Cloud as a Service to Customer

Cloud as a Service to Customer

The cloud computing that are evolving as a service in the cloud are being provided by big enterprises with a heavy investment with resource and technology which are accessed by others via the internet. The resources are accessed in this manner as a service – often on a subscription basis. The users of the services being offered often have very little knowledge of the technology being used. The users also have no control over the infrastructure that supports the technology they are using. There are six different forms that have been consolidated so far to understand how the services are being provided to the customers:


1. SaaS:

This types of cloud computing delivers a single application through the browser to thousands of customers using a multitenant architecture. On the customer side, it means no upfront investment in servers or software licensing; on the provider side, with just one app to maintain, costs are low compared to conventional hosting. SaaS is also common for HR apps and has even worked its way up the food chain to ERP, with players such as Workday. And some who could have predicted the sudden rise of SaaS desktop applications, such as Google Apps and Zoho Office.

2. Utility computing

The  idea  is not  new,  but  this  form  of  cloud  computing  is getting  new  life from Amazon.com, Sun, IBM, and others who now offer storage and virtual servers that IT can access on demand. Early enterprise adopters mainly use utility computing for supplemental, non-mission-critical needs, but one day, they may replace parts of the datacenter. Other providers offer solutions that help IT create virtual datacenters from    commodity      servers,            such     as            3Tera's AppLogic         and      Cohesive          Flexible Technologies Elastic Server on Demand. Liquid Computing's LiquidQ offers similar capabilities, enabling IT to stitch together memory, I/O, storage, and computational capacity as a virtualized resource pool available over the network.

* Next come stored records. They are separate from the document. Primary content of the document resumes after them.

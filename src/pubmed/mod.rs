//! PubMed E-utilities: identifier search and article summaries.

pub mod types;

use reqwest::Client;
use tracing::debug;
use url::Url;

use types::{ESearchResponse, ESummaryResponse};

const API_BASE: &str = "https://eutils.ncbi.nlm.nih.gov/entrez/eutils";
/// Appended to every search term to bias results toward medicinal literature.
const QUERY_QUALIFIER: &str = "medicinal";
pub const DEFAULT_RETMAX: u32 = 5;

#[derive(Debug, thiserror::Error)]
pub enum PubMedError {
    #[error("PubMed request failed: {0}")]
    Network(#[from] reqwest::Error),

    #[error("PubMed request failed: status {0}")]
    Status(u16),

    #[error("invalid PubMed URL: {0}")]
    InvalidUrl(#[from] url::ParseError),

    #[error("no title in summary for {0}")]
    MissingTitle(String),
}

/// Searchable index of article records.
pub trait LiteratureIndex {
    /// Identifiers for `query` in relevance order, at most `retmax` of them.
    fn search_ids(
        &self,
        query: &str,
        retmax: u32,
    ) -> impl Future<Output = Result<Vec<String>, PubMedError>> + Send;

    fn fetch_title(&self, id: &str) -> impl Future<Output = Result<String, PubMedError>> + Send;
}

#[derive(Clone)]
pub struct PubMedClient {
    http: Client,
    base_url: String,
}

impl PubMedClient {
    pub fn new(http: Client) -> Self {
        Self::with_base_url(http, API_BASE)
    }

    pub fn with_base_url(http: Client, base_url: &str) -> Self {
        Self {
            http,
            base_url: base_url.trim_end_matches('/').to_string(),
        }
    }

    fn endpoint(&self, name: &str, params: &[(&str, &str)]) -> Result<Url, PubMedError> {
        let mut url = Url::parse(&format!("{}/{name}", self.base_url))?;
        url.query_pairs_mut()
            .append_pair("db", "pubmed")
            .extend_pairs(params)
            .append_pair("retmode", "json");
        Ok(url)
    }

    async fn get_json<T: serde::de::DeserializeOwned>(&self, url: Url) -> Result<T, PubMedError> {
        let response = self.http.get(url).send().await?;
        let status = response.status();
        if !status.is_success() {
            return Err(PubMedError::Status(status.as_u16()));
        }
        Ok(response.json().await?)
    }
}

impl LiteratureIndex for PubMedClient {
    async fn search_ids(&self, query: &str, retmax: u32) -> Result<Vec<String>, PubMedError> {
        let term = format!("{query} {QUERY_QUALIFIER}");
        let retmax = retmax.to_string();
        let url = self.endpoint(
            "esearch.fcgi",
            &[("term", term.as_str()), ("retmax", retmax.as_str())],
        )?;

        let body: ESearchResponse = self.get_json(url).await?;
        let ids = body.esearchresult.map(|r| r.idlist).unwrap_or_default();
        debug!(%term, count = ids.len(), "esearch complete");
        Ok(ids)
    }

    async fn fetch_title(&self, id: &str) -> Result<String, PubMedError> {
        let url = self.endpoint("esummary.fcgi", &[("id", id)])?;
        let body: ESummaryResponse = self.get_json(url).await?;
        body.title_of(id)
            .map(str::to_string)
            .ok_or_else(|| PubMedError::MissingTitle(id.to_string()))
    }
}
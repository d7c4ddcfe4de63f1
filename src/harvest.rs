//! Request pipeline: identifier lookup, full-text retrieval, passage filtering.

use futures::stream::{self, StreamExt};
use serde::Serialize;
use tracing::{debug, info, warn};

use crate::bioc::{FullTextSource, parse_passages};
use crate::keywords::filter_medicinal;
use crate::pubmed::{DEFAULT_RETMAX, LiteratureIndex};

pub const DEFAULT_MAX_PASSAGES: usize = 5;

#[derive(Debug, Clone, Copy)]
pub struct HarvestOptions {
    /// Identifiers requested from the search endpoint.
    pub max_articles: u32,
    /// Passages kept per article, first ones first.
    pub max_passages: usize,
    /// Articles examined at once. 1 processes them strictly one after another.
    pub concurrency: usize,
}

impl Default for HarvestOptions {
    fn default() -> Self {
        Self {
            max_articles: DEFAULT_RETMAX,
            max_passages: DEFAULT_MAX_PASSAGES,
            concurrency: 1,
        }
    }
}

#[derive(Debug, Clone, PartialEq, Serialize)]
pub struct ArticleRecord {
    pub article_title: String,
    pub passages: Vec<String>,
    pub pubmed_id: String,
}

#[derive(Debug, Serialize)]
pub struct MedicinalReport {
    pub plant: String,
    pub results: Vec<ArticleRecord>,
}

/// What happened to one identifier. Only `Matched` reaches the report.
#[derive(Debug)]
enum ArticleOutcome {
    Matched(ArticleRecord),
    NoDocument,
    NoMatches,
    Failed,
}

pub struct Harvester<I, F> {
    index: I,
    full_text: F,
    options: HarvestOptions,
}

impl<I, F> Harvester<I, F>
where
    I: LiteratureIndex + Sync,
    F: FullTextSource + Sync,
{
    pub fn new(index: I, full_text: F, options: HarvestOptions) -> Self {
        Self {
            index,
            full_text,
            options,
        }
    }

    /// Collect medicinal passages for `plant`.
    ///
    /// Upstream failures never surface here: a failed lookup gives an empty
    /// report, and an article whose document is missing, unreadable, or has no
    /// matching passage is left out.
    pub async fn harvest(&self, plant: &str) -> MedicinalReport {
        let ids = match self.index.search_ids(plant, self.options.max_articles).await {
            Ok(ids) => ids,
            Err(e) => {
                warn!(plant, error = %e, "identifier lookup failed");
                Vec::new()
            }
        };

        // `buffered` yields in input order regardless of completion order.
        let outcomes: Vec<ArticleOutcome> = stream::iter(ids)
            .map(|id| self.examine(id))
            .buffered(self.options.concurrency.max(1))
            .collect()
            .await;

        let examined = outcomes.len();
        let results: Vec<ArticleRecord> = outcomes
            .into_iter()
            .filter_map(|outcome| match outcome {
                ArticleOutcome::Matched(record) => Some(record),
                _ => None,
            })
            .collect();

        info!(plant, examined, matched = results.len(), "harvest complete");
        MedicinalReport {
            plant: plant.to_string(),
            results,
        }
    }

    async fn examine(&self, id: String) -> ArticleOutcome {
        let title = match self.index.fetch_title(&id).await {
            Ok(title) => title,
            Err(e) => {
                warn!(%id, error = %e, "title lookup failed");
                String::new()
            }
        };

        let document = match self.full_text.fetch_document(&id).await {
            Ok(Some(document)) => document,
            Ok(None) => {
                debug!(%id, "no full text available");
                return ArticleOutcome::NoDocument;
            }
            Err(e) => {
                warn!(%id, error = %e, "full text fetch failed");
                return ArticleOutcome::Failed;
            }
        };

        let mut passages = filter_medicinal(parse_passages(&document));
        passages.truncate(self.options.max_passages);
        if passages.is_empty() {
            debug!(%id, "no medicinal passages");
            return ArticleOutcome::NoMatches;
        }

        debug!(%id, passages = passages.len(), "article matched");
        ArticleOutcome::Matched(ArticleRecord {
            article_title: title,
            passages,
            pubmed_id: id,
        })
    }
}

3. Web services in the cloud closely related to SaaS

Web service providers offer APIs that enable developers to exploit functionality over the Internet, rather than delivering full-blown applications. They range from providers offering discrete business services -- such as Strike Iron and Xignite -- to the full range of APIs offered by Google Maps, ADP payroll processing, the U.S. Postal Service, Bloomberg, and even conventional credit card processing services.

4. Platform as a service ‘Another SaaS variation’

This type of cloud computing deliver development environments as a service. You build  your  own  applications  that  run  on  the  provider's  infrastructure  and  are delivered to your users via the Internet from the provider's servers. Like Legos, these services are constrained by the vendor's design and capabilities, so you don't get complete freedom, but you do get predictability and pre-integration.  Prime examples include Coghead and the new Google App Engine. For extremely lightweight development, cloud-based abound, such as Yahoo Pipes or Dapper.net.

5. MSP (managed service providers)

One of the oldest forms of cloud computing, a managed service is basically an application exposed to IT rather than to end-users, such as a virus scanning service for e-mail or an application monitoring service (which Mercury, among others, provides). Managed security services delivered by SecureWorks, IBM, and Verizon fall into this category, as do such cloud-based anti-spam services as Postini, recently acquired by Google. Other offerings include desktop management services, such as those offered by CenterBeam or Everdream.

6. Service commerce platforms


A hybrid of SaaS and MSP, this cloud computing service offers a service hub that users interact with. They're most common in trading environments, such as expense management systems that allow users to order travel or secretarial services from a common platform that then coordinates the service delivery and pricing within the specifications set by the user. Think of it as an automated service bureau. Well- known examples include Rearden Commerce and Ariba.